A transition-state analysis of the enzyme catalysis in the affinity labelling of horse-liver alcohol dehydrogenase by bromoacids.

The effect of temperature on the inactivation of liver alcohol dehydrogenase and on the alkylation of a model thiol free in solution by bromoacetate, 2-bromopropionate, 3-bromopropionate and 2-bromo-3-(5-imidazolyl)-propionate has been studied and the thermodynamic activation parameters calculated. All the bromoacids had a favourable entrôpy of activation in reaction with the enzyme compared to the model reaction with the thiolate anion of cysteine.

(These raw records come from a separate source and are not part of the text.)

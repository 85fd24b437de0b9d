//! View navigation: resolve a path through the session guard and run the
//! view it lands on, following any redirect the view hands back.

use console::style;

use mindspace_core::route::{Route, navigate};

use crate::state::AppState;

use super::chat::loop_runner::run_chat_loop;
use super::login::{Entry, login_view};

/// Open the view at `path`.
pub async fn open(state: &mut AppState, path: &str, json: bool) -> anyhow::Result<()> {
    let navigation = navigate(path, &state.session)?;
    let entry = match navigation.redirected_from {
        Some(from) => {
            if !json {
                println!(
                    "\n  {} Sign in to open {}",
                    style("!").yellow().bold(),
                    style(from).cyan()
                );
            }
            Entry::Redirected
        }
        None => Entry::Direct,
    };
    run_from(state, navigation.route, entry, json).await
}

/// Run `route`, then whatever view it redirects to, until one settles.
pub async fn run_from(
    state: &mut AppState,
    route: Route,
    entry: Entry,
    json: bool,
) -> anyhow::Result<()> {
    let mut next = Some((route, entry));
    while let Some((route, entry)) = next.take() {
        tracing::debug!(%route, ?entry, "Entering view");
        next = match route {
            Route::Landing => {
                print_landing(json);
                None
            }
            Route::Login => login_view(state, entry, json)
                .await?
                .map(|r| (r, Entry::Direct)),
            Route::Dashboard => run_chat_loop(state)
                .await?
                .map(|r| (r, Entry::Redirected)),
        };
    }
    Ok(())
}

fn print_landing(json: bool) {
    if json {
        println!("{}", serde_json::json!({ "view": Route::Landing.path() }));
        return;
    }
    println!();
    println!("  {}", style("MindSpace").magenta().bold());
    println!("  {}", style("A calm place to talk things through.").dim());
    println!();
    println!(
        "  {} {}",
        style("Get started:").bold(),
        style("mindspace login").cyan()
    );
    println!();
}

This results from the formation of a reversible bromoacid-enzyme complex prior to the irreversible inactivation. The enthalpy of activation is however unfavourable, due to the lower intrinsic reactivity of the metal-thiol in the enzyme, compared to the thiolate anion of cysteine. The difference in free energy of activation between the enzyme reaction and the model reaction was used to measure catalysis. The efficiency of the enzyme catalysis of alkylation increased in the order: bromoacetate less than 2-bromopropionate less than 3-bromopropionate less than 2-bromo-3-(5-imidazolyl)propionate. Promotion by imidazole of enzyme inactivation by bromoacetate is a pure enthalpy effect. This is due to imidazole when bound to the active-site metal improving the intrinsic reactivity of the metal-thiol of Cys-46.